-------- MATERIAL FOR THIS EXERCISE --------

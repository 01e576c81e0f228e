//! Raw color frames
//!
//! Once color streaming is enabled the host sends whole strip frames:
//!
//! - MARKER (1 byte): `*` (0x2A)
//! - PIXELS (3 * N bytes): red, green, blue per LED, nearest LED first
//!
//! There is no length field and no checksum. The host never emits the
//! marker value inside pixel data (see [`sanitize_channel`]), but the reader
//! does not depend on that: after the marker it simply counts bytes.

use heapless::Vec;

/// Byte that opens a color frame
pub const COLOR_FRAME_MARKER: u8 = b'*';

/// Largest supported strip
pub const MAX_LEDS: usize = 64;

/// Channel bytes per LED
pub const BYTES_PER_PIXEL: usize = 3;

/// Largest pixel payload (marker excluded)
pub const MAX_FRAME_BYTES: usize = MAX_LEDS * BYTES_PER_PIXEL;

/// Errors that can occur when setting up or encoding a frame
#[derive(Debug, Clone, Copy, PartialEq, Eq)]
#[cfg_attr(feature = "defmt", derive(defmt::Format))]
pub enum FrameError {
    /// LED count exceeds [`MAX_LEDS`]
    TooManyLeds,
    /// Buffer too small for encoding
    BufferTooSmall,
}

/// Map a channel value so it never collides with the frame marker
///
/// Used by hosts before sending. 42 becomes 43, every other value is kept.
pub const fn sanitize_channel(value: u8) -> u8 {
    if value == COLOR_FRAME_MARKER {
        COLOR_FRAME_MARKER + 1
    } else {
        value
    }
}

/// Encode a frame for `pixels` into `buffer` (host side)
///
/// Channel values are passed through [`sanitize_channel`]. Returns the
/// number of bytes written.
pub fn encode_frame(pixels: &[[u8; 3]], buffer: &mut [u8]) -> Result<usize, FrameError> {
    if pixels.len() > MAX_LEDS {
        return Err(FrameError::TooManyLeds);
    }
    let frame_len = 1 + pixels.len() * BYTES_PER_PIXEL;
    if buffer.len() < frame_len {
        return Err(FrameError::BufferTooSmall);
    }

    buffer[0] = COLOR_FRAME_MARKER;
    for (chunk, pixel) in buffer[1..frame_len]
        .chunks_exact_mut(BYTES_PER_PIXEL)
        .zip(pixels)
    {
        for (out, &value) in chunk.iter_mut().zip(pixel) {
            *out = sanitize_channel(value);
        }
    }

    Ok(frame_len)
}

/// Collects the pixel payload that follows a frame marker
///
/// The marker itself is consumed by the caller, which is the one deciding
/// whether a `*` starts a frame or a text message.
#[derive(Debug, Clone)]
pub struct ColorFrameReader {
    buffer: Vec<u8, MAX_FRAME_BYTES>,
    expected: usize,
}

impl ColorFrameReader {
    /// Create a reader for a strip of `led_count` LEDs
    pub fn new(led_count: usize) -> Result<Self, FrameError> {
        if led_count > MAX_LEDS {
            return Err(FrameError::TooManyLeds);
        }
        Ok(Self {
            buffer: Vec::new(),
            expected: led_count * BYTES_PER_PIXEL,
        })
    }

    /// Payload length this reader waits for
    pub fn expected_len(&self) -> usize {
        self.expected
    }

    /// Number of payload bytes received so far
    pub fn received(&self) -> usize {
        self.buffer.len()
    }

    /// Check if the whole payload has arrived
    pub fn is_complete(&self) -> bool {
        self.buffer.len() >= self.expected
    }

    /// Feed a single payload byte
    ///
    /// Returns `true` once the frame is complete. Bytes fed after that are
    /// ignored.
    pub fn feed(&mut self, byte: u8) -> bool {
        if !self.is_complete() {
            // expected never exceeds the buffer capacity
            let _ = self.buffer.push(byte);
        }
        self.is_complete()
    }

    /// Drop the partial payload and wait for a new frame
    pub fn reset(&mut self) {
        self.buffer.clear();
    }

    /// Received pixels as `[red, green, blue]`
    ///
    /// A partial trailing pixel is not yielded.
    pub fn pixels(&self) -> impl Iterator<Item = [u8; 3]> + '_ {
        self.buffer
            .chunks_exact(BYTES_PER_PIXEL)
            .map(|chunk| [chunk[0], chunk[1], chunk[2]])
    }
}
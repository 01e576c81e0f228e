//! Run loops for each startup mode

mod calibrate;
mod serve;

pub use calibrate::calibrate;
pub use serve::serve;

use defmt::*;
use embassy_time::{Instant, Timer};
use tcl_core::color::ColorPipeline;
use tcl_core::patterns;
use tcl_hal::PixelStrip;

/// Error pulse refresh period
const FAULT_REFRESH_MS: u64 = 20;

/// Turn every LED off
pub fn blank<S>(strip: &mut S, pipeline: &ColorPipeline, led_count: usize)
where
    S: PixelStrip,
    S::Error: core::fmt::Debug,
{
    if let Err(e) = patterns::flush(strip, pipeline, led_count) {
        warn!("Strip flush failed: {}", Debug2Format(&e));
    }
}

/// Pulse the strip red forever
pub async fn fault<S>(strip: &mut S, led_count: usize) -> !
where
    S: PixelStrip,
    S::Error: core::fmt::Debug,
{
    let pipeline = ColorPipeline::default();
    loop {
        let now_ms = Instant::now().as_millis();
        if let Err(e) = patterns::error_pulse(strip, &pipeline, led_count, now_ms) {
            warn!("Strip write failed: {}", Debug2Format(&e));
        }
        Timer::after_millis(FAULT_REFRESH_MS).await;
    }
}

--------

WHAT THE EXERCISE ASKS: Exactly as given, please retype all the entries.

OUTPUT FOR THIS TASK:
repository 01e576c81e0f228e
//! Raw color frames
//!
//! Once color streaming is enabled the host sends whole strip frames:
//!
//! - MARKER (1 byte): `*` (0x2A)
//! - PIXELS (3 * N bytes): red, green, blue per LED, nearest LED first
//!
//! There is no length field and no checksum. The host never emits the
//! marker value inside pixel data (see [`sanitize_channel`]), but the reader
//! does not depend on that: after the marker it simply counts bytes.

use heapless::Vec;

/// Byte that opens a color frame
pub const COLOR_FRAME_MARKER: u8 = b'*';

/// Largest supported strip
pub const MAX_LEDS: usize = 64;

/// Channel bytes per LED
pub const BYTES_PER_PIXEL: usize = 3;

/// Largest pixel payload (marker excluded)
pub const MAX_FRAME_BYTES: usize = MAX_LEDS * BYTES_PER_PIXEL;

/// Errors that can occur when setting up or encoding a frame
#[derive(Debug, Clone, Copy, PartialEq, Eq)]
#[cfg_attr(feature = "defmt", derive(defmt::Format))]
pub enum FrameError {
    /// LED count exceeds [`MAX_LEDS`]
    TooManyLeds,
    /// Buffer too small for encoding
    BufferTooSmall,
}

/// Map a channel value so it never collides with the frame marker
///
/// Used by hosts before sending. 42 becomes 43, every other value is kept.
pub const fn sanitize_channel(value: u8) -> u8 {
    if value == COLOR_FRAME_MARKER {
        COLOR_FRAME_MARKER + 1
    } else {
        value
    }
}

/// Encode a frame for `pixels` into `buffer` (host side)
///
/// Channel values are passed through [`sanitize_channel`]. Returns the
/// number of bytes written.
pub fn encode_frame(pixels: &[[u8; 3]], buffer: &mut [u8]) -> Result<usize, FrameError> {
    if pixels.len() > MAX_LEDS {
        return Err(FrameError::TooManyLeds);
    }
    let frame_len = 1 + pixels.len() * BYTES_PER_PIXEL;
    if buffer.len() < frame_len {
        return Err(FrameError::BufferTooSmall);
    }

    buffer[0] = COLOR_FRAME_MARKER;
    for (chunk, pixel) in buffer[1..frame_len]
        .chunks_exact_mut(BYTES_PER_PIXEL)
        .zip(pixels)
    {
        for (out, &value) in chunk.iter_mut().zip(pixel) {
            *out = sanitize_channel(value);
        }
    }

    Ok(frame_len)
}

/// Collects the pixel payload that follows a frame marker
///
/// The marker itself is consumed by the caller, which is the one deciding
/// whether a `*` starts a frame or a text message.
#[derive(Debug, Clone)]
pub struct ColorFrameReader {
    buffer: Vec<u8, MAX_FRAME_BYTES>,
    expected: usize,
}

impl ColorFrameReader {
    /// Create a reader for a strip of `led_count` LEDs
    pub fn new(led_count: usize) -> Result<Self, FrameError> {
        if led_count > MAX_LEDS {
            return Err(FrameError::TooManyLeds);
        }
        Ok(Self {
            buffer: Vec::new(),
            expected: led_count * BYTES_PER_PIXEL,
        })
    }

    /// Payload length this reader waits for
    pub fn expected_len(&self) -> usize {
        self.expected
    }

    /// Number of payload bytes received so far
    pub fn received(&self) -> usize {
        self.buffer.len()
    }

    /// Check if the whole payload has arrived
    pub fn is_complete(&self) -> bool {
        self.buffer.len() >= self.expected
    }

    /// Feed a single payload byte
    ///
    /// Returns `true` once the frame is complete. Bytes fed after that are
    /// ignored.
    pub fn feed(&mut self, byte: u8) -> bool {
        if !self.is_complete() {
            // expected never exceeds the buffer capacity
            let _ = self.buffer.push(byte);
        }
        self.is_complete()
    }

    /// Drop the partial payload and wait for a new frame
    pub fn reset(&mut self) {
        self.buffer.clear();
    }

    /// Received pixels as `[red, green, blue]`
    ///
    /// A partial trailing pixel is not yielded.
    pub fn pixels(&self) -> impl Iterator<Item = [u8; 3]> + '_ {
        self.buffer
            .chunks_exact(BYTES_PER_PIXEL)
            .map(|chunk| [chunk[0], chunk[1], chunk[2]])
    }
}
repository 01e576c81e0f228e
//! Run loops for each startup mode

mod calibrate;
mod serve;

pub use calibrate::calibrate;
pub use serve::serve;

use defmt::*;
use embassy_time::{Instant, Timer};
use tcl_core::color::ColorPipeline;
use tcl_core::patterns;
use tcl_hal::PixelStrip;

/// Error pulse refresh period
const FAULT_REFRESH_MS: u64 = 20;

/// Turn every LED off
pub fn blank<S>(strip: &mut S, pipeline: &ColorPipeline, led_count: usize)
where
    S: PixelStrip,
    S::Error: core::fmt::Debug,
{
    if let Err(e) = patterns::flush(strip, pipeline, led_count) {
        warn!("Strip flush failed: {}", Debug2Format(&e));
    }
}

/// Pulse the strip red forever
pub async fn fault<S>(strip: &mut S, led_count: usize) -> !
where
    S: PixelStrip,
    S::Error: core::fmt::Debug,
{
    let pipeline = ColorPipeline::default();
    loop {
        let now_ms = Instant::now().as_millis();
        if let Err(e) = patterns::error_pulse(strip, &pipeline, led_count, now_ms) {
            warn!("Strip write failed: {}", Debug2Format(&e));
        }
        Timer::after_millis(FAULT_REFRESH_MS).await;
    }
}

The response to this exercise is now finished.